• [SUPPLIED MATERIAL]:

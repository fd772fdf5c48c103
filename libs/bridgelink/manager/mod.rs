//! Connection lifecycle orchestration
//!
//! The [`ConnectionManager`] owns the active transport, the connection state
//! machine and the reconnection timers.

pub mod manager;
pub(crate) mod policy;

pub use manager::{ConnectionManager, LaunchToken, Metrics, StatusHandle};
//! Bridgelink tools
//!
//! Binaries and shared binary helpers built on the `bridgelink` connection
//! library.
//!
//! ## Architecture
//!
//! - **bin_common**: Config path resolution, logging setup, host-side trait
//!   implementations and shutdown handling for binaries
//! - **bridgelink**: Connection library (re-exported from workspace)

// Re-export workspace libraries for convenience
pub use bridgelink;

// Binary common utilities
pub mod bin_common {
    //! Common utilities for binary executables

    pub mod cli;
    pub mod session;
    pub mod shutdown;

    pub use cli::{init_tracing, load_bridge_config, load_config_from_env, parse_args, ConfigType};
    pub use session::{EnvCredentials, LoggingSession};
    pub use shutdown::ShutdownManager;
}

• [EXERCISE REQUIREMENTS]:
Search the records above for the string "workspace" and copy each line that holds it.

• [EXERCISE ANSWER]:
//! - **bridgelink**: Connection library (re-exported from workspace)
// Re-export workspace libraries for convenience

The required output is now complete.